Comic and serious cultural references are high-tech, whether of "Inspector Gadget" or "The Terminator." A 4-year old listens wide-eyed to tales of "Uncle Wiggily and his Friends" and doesn't understand how Gentleman Rabbit's red, white and blue crutch could substitute for a barber pole. What's a barber pole? The mug of barber's lather doesn't look anything like the stuff from the can his father uses. The glass jar that Uncle Wiggily fills with fireflies to light up the forest isn't nearly as much fun as a flashlight with three different settings.

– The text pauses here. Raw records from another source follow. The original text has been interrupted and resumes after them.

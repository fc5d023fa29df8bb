use super::AppConfig;
use std::str::FromStr;
use tracing::warn;

/// Overlay `OAUTH_*` environment variables onto a loaded config.
///
/// Secrets normally come from the environment rather than the config file.
pub fn apply_env_overrides(config: &mut AppConfig) {
    apply_overrides(config, |name| std::env::var(name).ok());
}

fn apply_overrides(config: &mut AppConfig, lookup: impl Fn(&str) -> Option<String>) {
    if let Some(v) = lookup("OAUTH_BIND_ADDRESS") {
        config.server.bind_address = v;
    }
    if let Some(v) = lookup("OAUTH_FRONTEND_URL") {
        config.server.frontend_url = v;
    }
    if let Some(v) = lookup("OAUTH_DATABASE_PATH") {
        config.server.database_path = v;
    }
    if let Some(v) = lookup("OAUTH_ENCRYPTION_KEY") {
        config.server.encryption_key = Some(v);
    }
    if let Some(n) = parse_number(&lookup, "OAUTH_STATE_EXPIRY_SECONDS") {
        config.server.state_expiry_seconds = n;
    }
    if let Some(n) = parse_number(&lookup, "OAUTH_HTTP_TIMEOUT_SECONDS") {
        config.server.http_timeout_seconds = n;
    }

    if let Some(v) = lookup("OAUTH_SLACK_CLIENT_ID") {
        config.slack.client_id = v;
    }
    if let Some(v) = lookup("OAUTH_SLACK_CLIENT_SECRET") {
        config.slack.client_secret = v;
    }
    if let Some(v) = lookup("OAUTH_SLACK_REDIRECT_URI") {
        config.slack.redirect_uri = v;
    }

    if let Some(v) = lookup("OAUTH_SID_CLIENT_ID") {
        config.sid.client_id = v;
    }
    if let Some(v) = lookup("OAUTH_SID_CLIENT_SECRET") {
        config.sid.client_secret = v;
    }
    if let Some(v) = lookup("OAUTH_SID_REDIRECT_URI") {
        config.sid.redirect_uri = v;
    }
}

/// Numeric override; unparseable values are logged and skipped.
fn parse_number<T: FromStr>(lookup: &impl Fn(&str) -> Option<String>, name: &str) -> Option<T> {
    let raw = lookup(name)?;
    match raw.trim().parse() {
        Ok(n) => Some(n),
        Err(_) => {
            warn!(variable = name, value = %raw, "Ignoring non-numeric override");
            None
        }
    }
}
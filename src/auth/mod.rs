use axum::http::HeaderMap;
use dashmap::DashMap;
use serde::Deserialize;
use std::sync::Arc;

#[cfg(test)]
mod tests;

/// Authenticated caller.
#[derive(Debug, Clone, PartialEq, Eq, Deserialize)]
pub struct User {
    pub id: String,
    /// Organization the user currently acts for
    #[serde(default)]
    pub organization_id: Option<String>,
}

impl User {
    pub fn new(id: impl Into<String>) -> Self {
        Self {
            id: id.into(),
            organization_id: None,
        }
    }

    pub fn with_organization(mut self, organization_id: impl Into<String>) -> Self {
        self.organization_id = Some(organization_id.into());
        self
    }

    /// Organization-scoped role, if the user acts for an organization.
    pub fn organization_role(&self) -> Option<OrganizationRole> {
        self.organization_id.as_ref().map(|organization_id| OrganizationRole {
            user_id: self.id.clone(),
            organization_id: organization_id.clone(),
        })
    }
}

/// A user acting on behalf of an organization.
#[derive(Debug, Clone, PartialEq, Eq)]
pub struct OrganizationRole {
    pub user_id: String,
    pub organization_id: String,
}

/// Maps bearer tokens to users.
///
/// The application's real session backend lives outside this service; this
/// registry is the in-process lookup the router consults.
pub struct SessionRegistry {
    sessions: Arc<DashMap<String, User>>,
}

impl SessionRegistry {
    pub fn new() -> Self {
        Self {
            sessions: Arc::new(DashMap::new()),
        }
    }

    /// Register a user under a known token (configured sessions)
    pub fn insert(&self, token: impl Into<String>, user: User) {
        self.sessions.insert(token.into(), user);
    }

    pub fn lookup(&self, token: &str) -> Option<User> {
        self.sessions.get(token).map(|u| u.clone())
    }

    /// Resolve the user behind a request's Authorization header
    pub fn authenticate(&self, headers: &HeaderMap) -> Result<User, AuthError> {
        let token = extract_bearer_token(headers).map_err(AuthError::InvalidToken)?;
        self.lookup(&token).ok_or(AuthError::UnknownSession)
    }

    pub fn count(&self) -> usize {
        self.sessions.len()
    }
}

impl Default for SessionRegistry {
    fn default() -> Self {
        Self::new()
    }
}

/// Extract bearer token from HTTP Authorization header
///
/// Expected format: "Authorization: Bearer <token>"
/// Returns the token string if present and valid.
pub fn extract_bearer_token(headers: &HeaderMap) -> Result<String, TokenError> {
    let auth_header = headers
        .get("authorization")
        .ok_or(TokenError::Missing)?
        .to_str()
        .map_err(|_| TokenError::InvalidFormat)?;

    parse_bearer_token(auth_header)
}

/// Parse bearer token from Authorization header value
fn parse_bearer_token(header_value: &str) -> Result<String, TokenError> {
    let parts: Vec<&str> = header_value.splitn(2, ' ').collect();

    if parts.len() != 2 {
        return Err(TokenError::InvalidFormat);
    }

    if parts[0].to_lowercase() != "bearer" {
        return Err(TokenError::InvalidFormat);
    }

    let token = parts[1].trim();

    if token.is_empty() {
        return Err(TokenError::Empty);
    }

    Ok(token.to_string())
}

/// Token extraction errors
#[derive(Debug, PartialEq, Clone)]
pub enum TokenError {
    /// Authorization header not present
    Missing,
    /// Not "Bearer <token>"
    InvalidFormat,
    /// Token is empty string
    Empty,
}

impl std::fmt::Display for TokenError {
    fn fmt(&self, f: &mut std::fmt::Formatter<'_>) -> std::fmt::Result {
        match self {
            TokenError::Missing => write!(f, "Authorization token not provided"),
            TokenError::InvalidFormat => write!(f, "Invalid authorization token format"),
            TokenError::Empty => write!(f, "Authorization token is empty"),
        }
    }
}

impl std::error::Error for TokenError {}

/// Authentication errors
#[derive(Debug, PartialEq, Clone)]
pub enum AuthError {
    /// Missing or malformed Authorization header
    InvalidToken(TokenError),
    /// Well-formed token with no session behind it
    UnknownSession,
}

impl std::fmt::Display for AuthError {
    fn fmt(&self, f: &mut std::fmt::Formatter<'_>) -> std::fmt::Result {
        match self {
            AuthError::InvalidToken(e) => write!(f, "Invalid token: {}", e),
            AuthError::UnknownSession => write!(f, "Unknown or expired session"),
        }
    }
}

impl std::error::Error for AuthError {}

Thus has it been, always. When my mother talked of churning fresh peach ice cream in a wooden tub, made with the creamy milk she had taken from the family cow on a tiny farm in Ontario, I felt pity for her. She grew up never enjoying the thrill of digging out the chocolate in "Chunky Monkey" or the nuts in "Uncanny Cashews."

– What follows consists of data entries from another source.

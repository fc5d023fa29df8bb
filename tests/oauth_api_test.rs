// Integration tests for the OAuth install API

use axum::{
    body::Body,
    http::{header, Request, StatusCode},
    Router,
};
use mockito::{Matcher, Server, ServerGuard};
use oauth_installers::api::{create_app, OAuthAppState};
use oauth_installers::auth::{SessionRegistry, User};
use oauth_installers::config::AppConfig;
use oauth_installers::credentials::{EncryptionService, InstallationStore, Provider};
use oauth_installers::installers::InstallerContext;
use serde_json::{json, Value};
use std::sync::Arc;
use tower::ServiceExt;

const ALICE: &str = "tok-alice";
const BOB: &str = "tok-bob";

struct TestApp {
    router: Router,
    store: Arc<InstallationStore>,
    encryption: Arc<EncryptionService>,
}

fn create_test_app(provider_base_url: &str) -> TestApp {
    let mut config = AppConfig::default();
    config.server.frontend_url = "https://frontend.example".to_string();
    config.slack.client_id = "slack-id".to_string();
    config.slack.client_secret = "slack-secret".to_string();
    config.slack.api_base_url = provider_base_url.to_string();
    config.sid.client_id = "sid-id".to_string();
    config.sid.client_secret = "sid-secret".to_string();
    config.sid.auth_base_url = provider_base_url.to_string();

    let store = Arc::new(InstallationStore::new(":memory:").unwrap());
    let encryption = Arc::new(EncryptionService::from_key(&[3u8; 32]).unwrap());

    // Alice acts for an organization, Bob does not
    let sessions = Arc::new(SessionRegistry::new());
    sessions.insert(ALICE, User::new("alice").with_organization("org-1"));
    sessions.insert(BOB, User::new("bob"));

    let state = OAuthAppState {
        installers: InstallerContext {
            store: Arc::clone(&store),
            encryption: Arc::clone(&encryption),
            config: Arc::new(config),
            http_client: reqwest::Client::new(),
        },
        sessions,
    };

    TestApp {
        router: create_app(state),
        store,
        encryption,
    }
}

fn get(uri: &str, token: Option<&str>) -> Request<Body> {
    let mut builder = Request::builder().uri(uri);
    if let Some(token) = token {
        builder = builder.header("authorization", format!("Bearer {}", token));
    }
    builder.body(Body::empty()).unwrap()
}

async fn send(app: &TestApp, request: Request<Body>) -> (StatusCode, axum::http::HeaderMap, Value) {
    let response = app.router.clone().oneshot(request).await.unwrap();
    let status = response.status();
    let headers = response.headers().clone();

    let body = axum::body::to_bytes(response.into_body(), usize::MAX)
        .await
        .unwrap();
    let json = if body.is_empty() {
        Value::Null
    } else {
        serde_json::from_slice(&body).unwrap()
    };

    (status, headers, json)
}

fn state_param(url: &str) -> String {
    let query = url.split_once('?').unwrap().1;
    let params: Vec<(String, String)> = serde_urlencoded::from_str(query).unwrap();
    params.into_iter().find(|(k, _)| k == "state").unwrap().1
}

async fn mock_sid_token(server: &mut ServerGuard) -> mockito::Mock {
    server
        .mock("POST", "/oauth/token")
        .match_body(Matcher::PartialJson(json!({"code": "abc"})))
        .with_status(200)
        .with_header("content-type", "application/json")
        .with_body(r#"{"access_token": "sid-access", "refresh_token": "sid-refresh", "expires_in": 3600}"#)
        .create_async()
        .await
}
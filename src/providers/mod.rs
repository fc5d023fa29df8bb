//! Outbound HTTP clients for provider APIs.
//!
//! Every call goes through one shared `reqwest::Client` built with an
//! explicit timeout. Base URLs are configurable so tests can point the
//! clients at a mock server.

pub mod sid;
pub mod slack;

pub use sid::{SidClient, SidTokenRequest, SidTokenResponse};
pub use slack::{SlackChannel, SlackClient, SlackOAuthResponse};

use anyhow::{Context, Result};
use std::time::Duration;

/// Build the HTTP client shared by all provider calls.
pub fn build_http_client(timeout: Duration) -> Result<reqwest::Client> {
    reqwest::Client::builder()
        .user_agent(concat!("oauth-installers/", env!("CARGO_PKG_VERSION")))
        .timeout(timeout)
        .build()
        .context("Failed to build HTTP client")
}

/// Join a base URL and an endpoint path without doubling slashes.
pub(crate) fn endpoint(base_url: &str, path: &str) -> String {
    format!(
        "{}/{}",
        base_url.trim_end_matches('/'),
        path.trim_start_matches('/')
    )
}
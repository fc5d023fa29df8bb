//! Encrypted OAuth installation storage.
//!
//! An [`Installation`] is the persisted record tracking one user's connection
//! to one external provider. Tokens are only ever held in encrypted form.
//!
//! # Architecture
//!
//! ```text
//! ┌─────────────────────────────────────────┐
//! │       InstallationStore                  │
//! │  - pending rows keyed by state token     │
//! │  - soft delete / resurrection            │
//! └─────────────────────────────────────────┘
//!          ↓                    ↑
//!   (ciphertext in)      (ciphertext out)
//!          ↓                    ↑
//! ┌─────────────────────────────────────────┐
//! │       EncryptionService                  │
//! │  - AES-256-GCM, nonce per token          │
//! └─────────────────────────────────────────┘
//! ```
//!
//! # Usage
//!
//! ```no_run
//! use oauth_installers::auth::User;
//! use oauth_installers::credentials::{EncryptionService, InstallationStore, Provider};
//!
//! # fn main() -> anyhow::Result<()> {
//! let encryption = EncryptionService::new(&std::env::var("OAUTH_ENCRYPTION_KEY")?)?;
//! let store = InstallationStore::new("installations.db")?;
//!
//! let user = User::new("alice");
//! let mut installation = store.create_installation(&user, Provider::Sid, "https://app/done")?;
//! installation.access_token_enc = Some(encryption.encrypt("token")?);
//! store.save(&mut installation)?;
//! # Ok(())
//! # }
//! ```

use chrono::{DateTime, Utc};
use serde::{Deserialize, Serialize};
use std::fmt;
use std::str::FromStr;

mod encryption;
mod storage;

pub use encryption::{validate_key, EncryptionService};
pub use storage::{generate_state, InstallationStore};
pub(crate) use storage::issue_state;

/// External provider an installation connects to.
#[derive(Clone, Copy, Debug, PartialEq, Eq, Hash, Serialize, Deserialize)]
#[serde(rename_all = "lowercase")]
pub enum Provider {
    Slack,
    Sid,
}

impl Provider {
    pub fn as_str(&self) -> &'static str {
        match self {
            Provider::Slack => "slack",
            Provider::Sid => "sid",
        }
    }
}

impl fmt::Display for Provider {
    fn fmt(&self, f: &mut fmt::Formatter<'_>) -> fmt::Result {
        f.write_str(self.as_str())
    }
}

/// Returned when a provider name has no installer.
#[derive(Debug, Clone, PartialEq, Eq)]
pub struct UnknownProvider(pub String);

impl fmt::Display for UnknownProvider {
    fn fmt(&self, f: &mut fmt::Formatter<'_>) -> fmt::Result {
        write!(f, "Unsupported OAuth provider '{}'", self.0)
    }
}

impl std::error::Error for UnknownProvider {}

impl FromStr for Provider {
    type Err = UnknownProvider;

    fn from_str(s: &str) -> Result<Self, Self::Err> {
        match s {
            "slack" => Ok(Provider::Slack),
            "sid" => Ok(Provider::Sid),
            other => Err(UnknownProvider(other.to_string())),
        }
    }
}

/// One user's connection to one provider.
///
/// # Lifecycle
/// 1. Created pending by `install` (fresh `state`, no tokens)
/// 2. Populated by `install_callback` (tokens set, `state` consumed)
/// 3. Soft-deleted by `uninstall` (tokens cleared, `delete_date` set)
/// 4. Optionally resurrected by a later `install` (same `id`)
///
/// # Security
/// - `access_token_enc` and `refresh_token_enc` hold ciphertext only
/// - `state` is single-use and generated from the OS RNG
#[derive(Clone, Debug, PartialEq)]
pub struct Installation {
    /// Stable row identifier (UUID v4), preserved across resurrection
    pub id: String,

    pub user_id: String,

    /// Organization the user belonged to when installing
    pub organization_id: Option<String>,

    pub provider: Provider,

    /// Pending callback token, `None` once consumed
    pub state: Option<String>,

    pub state_created_at: Option<DateTime<Utc>>,

    /// Where to send the user after the callback
    pub redirect_uri: String,

    pub access_token_enc: Option<String>,

    pub refresh_token_enc: Option<String>,

    pub token_type: Option<String>,

    pub scope: Option<String>,

    pub access_token_expiration: Option<DateTime<Utc>>,

    pub create_date: DateTime<Utc>,

    pub update_date: DateTime<Utc>,

    /// Soft-delete marker
    pub delete_date: Option<DateTime<Utc>>,
}

impl Installation {
    /// True when a non-empty access token is stored.
    pub fn has_access_token(&self) -> bool {
        self.access_token_enc
            .as_deref()
            .is_some_and(|token| !token.is_empty())
    }
}
//! OAuth installers: one strategy per provider.
//!
//! Implements the install / callback / uninstall flow:
//! 1. `install` creates (or reuses) a pending installation with a fresh state
//!    and returns the provider's authorization URL
//! 2. The user authorizes on the provider's site
//! 3. The provider redirects to the callback with `code` and `state`
//! 4. `install_callback` consumes the state, exchanges the code and stores
//!    encrypted tokens
//! 5. `uninstall` revokes provider-side and soft-deletes the installation

mod error;
mod sid;
mod slack;

pub use error::InstallError;
pub use sid::SidInstaller;
pub use slack::SlackInstaller;

use crate::auth::User;
use crate::config::AppConfig;
use crate::credentials::{EncryptionService, Installation, InstallationStore, Provider};
use async_trait::async_trait;
use chrono::{Duration, Utc};
use std::sync::Arc;
use tracing::warn;

/// Provider-specific install strategy.
#[async_trait]
pub trait OAuthInstaller: Send + Sync {
    fn provider(&self) -> Provider;

    /// Start an installation and return the provider's authorization URL.
    async fn install(&self, user: &User, redirect_uri: &str) -> Result<String, InstallError>;

    /// Complete an installation from the provider's callback.
    ///
    /// Fails with [`InstallError::Forbidden`] when `state` matches no pending
    /// installation for this provider.
    async fn install_callback(&self, code: &str, state: &str)
        -> Result<Installation, InstallError>;

    /// Revoke and remove the user's installation.
    ///
    /// Returns `false` when there was nothing to uninstall.
    async fn uninstall(&self, user: &User) -> Result<bool, InstallError>;
}

/// Collaborators every installer needs, built once at startup.
#[derive(Clone)]
pub struct InstallerContext {
    pub store: Arc<InstallationStore>,
    pub encryption: Arc<EncryptionService>,
    pub config: Arc<AppConfig>,
    pub http_client: reqwest::Client,
}

impl InstallerContext {
    /// Encrypt and attach an access token.
    pub fn store_access_token(
        &self,
        installation: &mut Installation,
        access_token: &str,
    ) -> Result<(), InstallError> {
        installation.access_token_enc = Some(self.encryption.encrypt(access_token)?);
        Ok(())
    }

    /// Encrypt and attach a refresh token.
    pub fn store_refresh_token(
        &self,
        installation: &mut Installation,
        refresh_token: &str,
    ) -> Result<(), InstallError> {
        installation.refresh_token_enc = Some(self.encryption.encrypt(refresh_token)?);
        Ok(())
    }

    /// Consume a callback state and return its pending installation.
    ///
    /// The state is cleared before any provider call is made, so concurrent
    /// callbacks carrying the same state cannot both proceed.
    ///
    /// # Security
    /// - Unknown, consumed and expired states are all rejected the same way
    /// - A state issued for one provider is rejected on another's callback
    pub fn pending_installation(
        &self,
        provider: Provider,
        state: &str,
    ) -> Result<Installation, InstallError> {
        let issued_after =
            Utc::now() - Duration::seconds(self.config.server.state_expiry_seconds);

        if let Some(installation) = self.store.take_pending(state, provider, issued_after)? {
            return Ok(installation);
        }

        match self.store.get_installation_by_state(state)? {
            None => warn!(provider = %provider, "OAuth callback with unknown state"),
            Some(other) if other.provider != provider => warn!(
                expected = %other.provider,
                actual = %provider,
                "OAuth callback state issued for another provider"
            ),
            Some(other) => {
                warn!(provider = %provider, installation_id = %other.id, "OAuth state expired")
            }
        }
        Err(InstallError::Forbidden)
    }

    /// Persist the tokens of a callback's installation.
    ///
    /// Fails with [`InstallError::Forbidden`] if the installation was removed
    /// while the code exchange was in flight.
    pub fn complete_installation(&self, installation: &mut Installation) -> Result<(), InstallError> {
        if self.store.complete_installation(installation)? {
            return Ok(());
        }

        warn!(
            provider = %installation.provider,
            installation_id = %installation.id,
            "Installation removed before its callback completed"
        );
        Err(InstallError::Forbidden)
    }
}

/// Map a provider name to its installer.
pub fn installer_factory(
    provider: &str,
    ctx: &InstallerContext,
) -> Result<Box<dyn OAuthInstaller>, InstallError> {
    let provider: Provider = provider
        .parse()
        .map_err(|_| InstallError::UnsupportedProvider(provider.to_string()))?;

    Ok(match provider {
        Provider::Slack => Box::new(SlackInstaller::new(ctx.clone())),
        Provider::Sid => Box::new(SidInstaller::new(ctx.clone())),
    })
}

A man down the lane cuts the grass with a hand-pushed mower and the kids think he's eccentric. Physical exercise is for people who work out in gyms and run in marathons. If the lawn has to be cut, there's a powerful mower with a place to sit and ride, above it all. Ordinary tasks require little energy.
Grown-ups talk of farce in California, and for once there's no tension over talking politics because it's about entertainment, not politics. Whoever said politics is show business for ugly people obviously didn't know about the Terminator. Vacations and real life have become interchangeable, too. In the high-tech world of work and pleasure it's hard to make distinctions between work and play. Children only think they're playing computer games; they're actually "stretching educational strategies." Pagers find fishermen pretending to seek solitude.
Getting away doesn't mean what it used to mean, but it's not all bad, considering the alternative. By the time the new backpacks are filled with books and there's no sand on the floor beneath the computer or the fax machine, high tech lives will have moved into a higher gear. Soon enough we'll recall the summer's idyll as an interlude of delicious distraction. More iced tea, Mom?